TASK INSTRUCTIONS: Transcribe the records in full.

PROVIDED INFORMATION:
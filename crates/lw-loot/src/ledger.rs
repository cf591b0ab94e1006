//! Per-table record of entries drawn without replacement.

use std::collections::{BTreeSet, HashMap};

/// Ledger key of a table: its id, qualified as `pack.id` for pack tables.
///
/// World tables and pack tables may share an id, so each origin gets its own
/// record.
pub fn table_key(collection: Option<&str>, id: &str) -> String {
    match collection {
        Some(pack) => format!("{pack}.{id}"),
        None => id.to_string(),
    }
}

/// Tracks which entries of each no-replacement table are exhausted.
///
/// Tables themselves stay immutable; the ledger is the only state a draw
/// mutates.
#[derive(Debug, Clone, Default)]
pub struct DrawLedger {
    exhausted: HashMap<String, BTreeSet<usize>>,
    resets: HashMap<String, u32>,
}

impl DrawLedger {
    /// Create an empty ledger.
    pub fn new() -> Self {
        Self::default()
    }

    /// True if entry `index` of `table` has been drawn since the last reset.
    pub fn is_drawn(&self, table: &str, index: usize) -> bool {
        self.exhausted
            .get(table)
            .is_some_and(|drawn| drawn.contains(&index))
    }

    /// Mark an entry as drawn.
    pub fn mark(&mut self, table: &str, index: usize) {
        self.exhausted
            .entry(table.to_string())
            .or_default()
            .insert(index);
    }

    /// Number of drawn entries of `table`.
    pub fn drawn_count(&self, table: &str) -> usize {
        self.exhausted.get(table).map_or(0, BTreeSet::len)
    }

    /// Make every entry of `table` eligible again.
    pub fn reset(&mut self, table: &str) {
        self.exhausted.remove(table);
        *self.resets.entry(table.to_string()).or_default() += 1;
        tracing::debug!("reset drawn entries of table {table}");
    }

    /// How many times `table` has been reset.
    pub fn reset_count(&self, table: &str) -> u32 {
        self.resets.get(table).copied().unwrap_or(0)
    }

    /// Forget everything.
    pub fn clear(&mut self) {
        self.exhausted.clear();
        self.resets.clear();
    }
}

OUTPUT BELOW:
filename crates/lw-loot/src/ledger.rs
repository cf591b0ab94e1006
//! Per-table record of entries drawn without replacement.

use std::collections::{BTreeSet, HashMap};

/// Ledger key of a table: its id, qualified as `pack.id` for pack tables.
///
/// World tables and pack tables may share an id, so each origin gets its own
/// record.
pub fn table_key(collection: Option<&str>, id: &str) -> String {
    match collection {
        Some(pack) => format!("{pack}.{id}"),
        None => id.to_string(),
    }
}

/// Tracks which entries of each no-replacement table are exhausted.
///
/// Tables themselves stay immutable; the ledger is the only state a draw
/// mutates.
#[derive(Debug, Clone, Default)]
pub struct DrawLedger {
    exhausted: HashMap<String, BTreeSet<usize>>,
    resets: HashMap<String, u32>,
}

impl DrawLedger {
    /// Create an empty ledger.
    pub fn new() -> Self {
        Self::default()
    }

    /// True if entry `index` of `table` has been drawn since the last reset.
    pub fn is_drawn(&self, table: &str, index: usize) -> bool {
        self.exhausted
            .get(table)
            .is_some_and(|drawn| drawn.contains(&index))
    }

    /// Mark an entry as drawn.
    pub fn mark(&mut self, table: &str, index: usize) {
        self.exhausted
            .entry(table.to_string())
            .or_default()
            .insert(index);
    }

    /// Number of drawn entries of `table`.
    pub fn drawn_count(&self, table: &str) -> usize {
        self.exhausted.get(table).map_or(0, BTreeSet::len)
    }

    /// Make every entry of `table` eligible again.
    pub fn reset(&mut self, table: &str) {
        self.exhausted.remove(table);
        *self.resets.entry(table.to_string()).or_default() += 1;
        tracing::debug!("reset drawn entries of table {table}");
    }

    /// How many times `table` has been reset.
    pub fn reset_count(&self, table: &str) -> u32 {
        self.resets.get(table).copied().unwrap_or(0)
    }

    /// Forget everything.
    pub fn clear(&mut self) {
        self.exhausted.clear();
        self.resets.clear();
    }
}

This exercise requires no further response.